Unbiased User Interaction Histories

Updated 19 February 2026

Unbiased UIH is a systematic record of user-item feedback with rigorously controlled exposure probabilities, reducing selection, presentation, and position biases.
They apply methods like counterfactual corrections (e.g., IPS) and online randomization techniques (e.g., Thompson sampling) to achieve unbiased estimations.
Practical applications include off-policy evaluation, learning-to-rank, and training robust recommendation systems with enhanced fairness and accuracy.

An unbiased user interaction history (UIH) is a record of user–item feedback events (e.g., clicks, views, dwell times) in which the probabilities governing item exposure, user action, and feedback logging are rigorously controlled or post-processed such that downstream estimators—of user preferences, model performance, or causal effect—are not confounded by systemic data collection biases. The main sources of bias include position, selection, presentation, and exposure bias, each of which leads to a logged dataset that does not reflect true, underlying user preference distributions. A UIH is considered unbiased if, for any unbiased estimator (typically importance-weighted), its expectation over the history matches the true target quantity, enabling valid off-policy learning, evaluation, and debiasing.

1. Bias in Logged User Interaction Histories

Statistical and behavioral biases are intrinsic to logs from recommender and search systems. Key forms include:

Position bias: Higher-ranked items are more likely to be seen and clicked—even if less relevant; this skews logged feedback toward what the ranking policy favors (Oosterhuis et al., 2019).
Selection bias: Only shown items can be acted upon, so any downstream learning or policy evaluation inherits the bias of the exposure mechanism (Hong et al., 2016).
Exposure bias: Items with high initial estimates reinforce their exposure probability, starving others of exploration and leading to missing-not-at-random feedback (Gao et al., 2022, Chen et al., 11 Dec 2025).
Presentation or trust bias: UI design, snippet formulation, and contextual signals further inflate or suppress interaction propensity regardless of intrinsic utility.

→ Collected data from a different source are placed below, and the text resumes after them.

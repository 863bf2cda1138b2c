//! Token endpoint abstraction for testability.

use futures::future::BoxFuture;
use serde::Deserialize;
use tracing::debug;

use super::credential::ClientCredentials;
use super::error::AuthError;

/// Default Sentinel Hub OAuth token endpoint.
pub const DEFAULT_TOKEN_URL: &str = "https://services.sentinel-hub.com/oauth/token";

/// A successful client-credentials exchange.
#[derive(Clone, Deserialize)]
pub struct TokenGrant {
    pub access_token: String,
    /// Token lifetime in seconds as declared by the provider.
    pub expires_in: u64,
}

impl std::fmt::Debug for TokenGrant {
    fn fmt(&self, f: &mut std::fmt::Formatter<'_>) -> std::fmt::Result {
        f.debug_struct("TokenGrant")
            .field("access_token", &"<redacted>")
            .field("expires_in", &self.expires_in)
            .finish()
    }
}

/// Trait for the OAuth token exchange.
///
/// This abstraction allows the credential manager to be exercised against
/// fake endpoints that count exchanges or fail on demand.
pub trait TokenEndpoint: Send + Sync {
    /// Performs a client-credentials grant.
    fn exchange<'a>(
        &'a self,
        credentials: &'a ClientCredentials,
    ) -> BoxFuture<'a, Result<TokenGrant, AuthError>>;
}

/// Token endpoint backed by reqwest.
pub struct OAuthTokenEndpoint {
    client: reqwest::Client,
    token_url: String,
}

impl OAuthTokenEndpoint {
    /// Creates an endpoint posting to `token_url`.
    pub fn new(client: reqwest::Client, token_url: impl Into<String>) -> Self {
        Self {
            client,
            token_url: token_url.into(),
        }
    }

    pub fn token_url(&self) -> &str {
        &self.token_url
    }
}

impl TokenEndpoint for OAuthTokenEndpoint {
    fn exchange<'a>(
        &'a self,
        credentials: &'a ClientCredentials,
    ) -> BoxFuture<'a, Result<TokenGrant, AuthError>> {
        Box::pin(async move {
            debug!(url = %self.token_url, "Requesting client-credentials token");

            let response = self
                .client
                .post(&self.token_url)
                .form(&[
                    ("grant_type", "client_credentials"),
                    ("client_id", credentials.client_id()),
                    ("client_secret", credentials.client_secret()),
                ])
                .send()
                .await
                .map_err(|e| AuthError::Transport(e.without_url().to_string()))?;

            let status = response.status();
            if !status.is_success() {
                return Err(AuthError::Rejected {
                    status: status.as_u16(),
                    reason: status.canonical_reason().unwrap_or("").to_string(),
                });
            }

            response
                .json::<TokenGrant>()
                .await
                .map_err(|e| AuthError::InvalidResponse(e.without_url().to_string()))
        })
    }
}
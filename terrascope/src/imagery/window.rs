//! Data-source time windows.
//!
//! Dates arrive as `YYYY-MM-DD` or RFC 3339 strings. Both are normalised to
//! whole-second UTC timestamps so equal windows always render identically.

use chrono::{DateTime, Duration, NaiveDate, NaiveTime, TimeZone, Utc};

use super::error::ValidationError;

/// Length of the trailing window used when no start date is given.
pub const DEFAULT_WINDOW_DAYS: i64 = 30;

const TIMESTAMP_FORMAT: &str = "%Y-%m-%dT%H:%M:%SZ";

/// Which end of the window a date string belongs to.
#[derive(Debug, Clone, Copy, PartialEq, Eq)]
enum Bound {
    From,
    To,
}

impl Bound {
    fn field(self) -> &'static str {
        match self {
            Bound::From => "dateFrom",
            Bound::To => "dateTo",
        }
    }

    /// Time of day a date-only value expands to.
    fn time_of_day(self) -> NaiveTime {
        match self {
            Bound::From => NaiveTime::default(),
            Bound::To => NaiveTime::from_hms_opt(23, 59, 59).unwrap_or_default(),
        }
    }

    fn expand(self, date: NaiveDate) -> DateTime<Utc> {
        Utc.from_utc_datetime(&date.and_time(self.time_of_day()))
    }
}

/// Inclusive time range of source scenes to render from.
#[derive(Debug, Clone, Copy, PartialEq, Eq)]
pub struct TimeWindow {
    from: DateTime<Utc>,
    to: DateTime<Utc>,
}

impl TimeWindow {
    /// Resolves optional client dates against `now`.
    ///
    /// A missing start defaults to 30 days before `now` at 00:00:00Z; a missing
    /// end defaults to the day of `now` at 23:59:59Z. Each side defaults
    /// independently.
    pub fn resolve(
        date_from: Option<&str>,
        date_to: Option<&str>,
        now: DateTime<Utc>,
    ) -> Result<Self, ValidationError> {
        let today = now.date_naive();

        let from = match date_from {
            Some(raw) => parse(raw, Bound::From)?,
            None => Bound::From.expand(today - Duration::days(DEFAULT_WINDOW_DAYS)),
        };
        let to = match date_to {
            Some(raw) => parse(raw, Bound::To)?,
            None => Bound::To.expand(today),
        };

        if from > to {
            return Err(ValidationError::new(
                "dateFrom",
                format!(
                    "{} is after dateTo {}",
                    from.format(TIMESTAMP_FORMAT),
                    to.format(TIMESTAMP_FORMAT)
                ),
            ));
        }

        Ok(Self { from, to })
    }

    pub fn start(&self) -> DateTime<Utc> {
        self.from
    }

    pub fn end(&self) -> DateTime<Utc> {
        self.to
    }

    /// Start as `YYYY-MM-DDTHH:MM:SSZ`.
    pub fn start_str(&self) -> String {
        self.from.format(TIMESTAMP_FORMAT).to_string()
    }

    /// End as `YYYY-MM-DDTHH:MM:SSZ`.
    pub fn end_str(&self) -> String {
        self.to.format(TIMESTAMP_FORMAT).to_string()
    }
}

fn parse(raw: &str, bound: Bound) -> Result<DateTime<Utc>, ValidationError> {
    let raw = raw.trim();

    if let Ok(date) = NaiveDate::parse_from_str(raw, "%Y-%m-%d") {
        return Ok(bound.expand(date));
    }

    DateTime::parse_from_rfc3339(raw)
        .map(|dt| {
            let utc = dt.with_timezone(&Utc);
            // Whole seconds only
            utc - Duration::nanoseconds(i64::from(utc.timestamp_subsec_nanos()))
        })
        .map_err(|_| {
            ValidationError::new(
                bound.field(),
                format!("'{}' is not a YYYY-MM-DD or RFC 3339 date", raw),
            )
        })
}
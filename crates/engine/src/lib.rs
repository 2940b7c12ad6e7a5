// SPDX-License-Identifier: BUSL-1.1
// Copyright (c) 2026 Alfred Jean LLC

//! The concurrent detection runtime: event channel, worker pool,
//! supervisor, detection engine, baselines, and metrics.
//!
//! `hids-core` owns the vocabulary (`SrcId`, `Clock`, `AlertRecord`); this
//! crate owns everything that moves — the scoring state machine and the
//! concurrency that drives it. `hids-adapters` supplies the concrete
//! `AlertSink` and the log tailer that feeds [`channel::EventChannel`];
//! neither is a dependency of this crate (see `engine::AlertSink`).

// Allow panic!/unwrap/expect in test code
#![cfg_attr(test, allow(clippy::panic))]
#![cfg_attr(test, allow(clippy::unwrap_used))]
#![cfg_attr(test, allow(clippy::expect_used))]

pub mod baseline;
pub mod channel;
pub mod engine;
pub mod error;
pub mod heartbeat;
pub mod metrics;
pub mod runtime;
pub mod safe_call;
pub mod worker;

pub use baseline::{
    build_baseline, evaluate_anomaly, get_baseline_threshold, guarded_build_baseline,
    guarded_evaluate_anomaly, try_evaluate_anomaly, update_baseline, BaselineProfile,
};
pub use channel::{BackpressurePolicy, EventChannel};
pub use engine::{AlertSink, DetectionEngine, Engine};
pub use error::{EngineError, RuntimeError};
pub use heartbeat::HeartbeatTable;
pub use metrics::WorkerMetrics;
pub use runtime::{HealthStatus, Runtime, RuntimeManager};
pub use safe_call::safe_call;
pub use worker::Worker;

#[cfg(any(test, feature = "test-support"))]
pub use baseline::reset_global_baseline;
// SPDX-License-Identifier: BUSL-1.1
// Copyright (c) 2026 Alfred Jean LLC

//! The thin composition root (§10.3): layered configuration, the
//! `tracing` logging bootstrap, and the `hidsd` binary that wires
//! `hids-core`/`hids-engine`/`hids-adapters` into a running process.
//!
//! Nothing here implements detection policy. It loads config, stands
//! up logging and the alert sink, obtains the `RuntimeManager`
//! singleton, starts the tailer, and waits for a termination signal.

// Allow panic!/unwrap/expect in test code
#![cfg_attr(test, allow(clippy::panic))]
#![cfg_attr(test, allow(clippy::unwrap_used))]
#![cfg_attr(test, allow(clippy::expect_used))]

pub mod config;
pub mod error;
pub mod logging;

pub use config::{RotationPolicy, RuntimeConfig};
pub use error::{ConfigError, StartupError};
pub use logging::{setup_logging, LoggingGuard};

Collectively, these biases, if uncorrected, induce feedback loops and mode collapse in learned models, thereby necessitating both debiasing frameworks and systematic data collection interventions.

2. Counterfactual and Online Approaches to Unbiased UIH

There are two main paradigms for UIH unbiasedness:

A. Counterfactual (Offline) Correction

Counterfactual methods rely on logged data and reweight observed events to produce unbiased estimators using Inverse Propensity Scoring (IPS) (Oosterhuis et al., 2019, Ai et al., 2020):

$\hat R_{IPS}(f) = \frac{1}{n} \sum_{i=1}^n \sum_{j=1}^{m_i} \frac{\delta_{ij}}{p_{ij}} \ell(f(x_i), y_{ij})$

where $\delta_{ij}=1$ if the document was observed/clicked, and $p_{ij}$ is the estimated propensity (e.g., position-dependent). Self-normalized (SNIPS) and doubly robust (DR) extensions provide improved variance control and robustness.

B. Online (Interventional) UIH Generation

Online approaches introduce randomization or explicit interventions into live ranking or recommendation policies to log interactions that are inherently unbiased by design. Techniques include:

Thompson sampling ranked-list bandits: At each round, scores are sampled from posteriors, and items are selected proportionally, ensuring coverage and known selection probabilities (Hong et al., 2016).
Random exposure interventions: Items are inserted randomly (uniform over the candidate pool), creating a Missing-At-Random (MAR) interaction log suitable for IPS (Gao et al., 2022).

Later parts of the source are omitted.